### INSTRUCTIONS TO FOLLOW
Nothing should be left out: write out the whole listing exactly.
RECORDS PROVIDED section start
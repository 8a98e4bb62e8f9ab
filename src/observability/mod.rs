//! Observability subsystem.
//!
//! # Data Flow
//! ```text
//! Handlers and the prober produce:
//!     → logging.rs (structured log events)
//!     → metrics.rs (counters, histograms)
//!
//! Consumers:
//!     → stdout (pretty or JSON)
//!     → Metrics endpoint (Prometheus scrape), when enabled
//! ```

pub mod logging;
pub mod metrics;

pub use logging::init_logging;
RECORDS PROVIDED section end
### SOLUTION TO THIS EXERCISE
repository 8a98e4bb62e8f9ab
filename src/observability/mod.rs
//! Observability subsystem.
//!
//! # Data Flow
//! ```text
//! Handlers and the prober produce:
//!     → logging.rs (structured log events)
//!     → metrics.rs (counters, histograms)
//!
//! Consumers:
//!     → stdout (pretty or JSON)
//!     → Metrics endpoint (Prometheus scrape), when enabled
//! ```

pub mod logging;
pub mod metrics;

pub use logging::init_logging;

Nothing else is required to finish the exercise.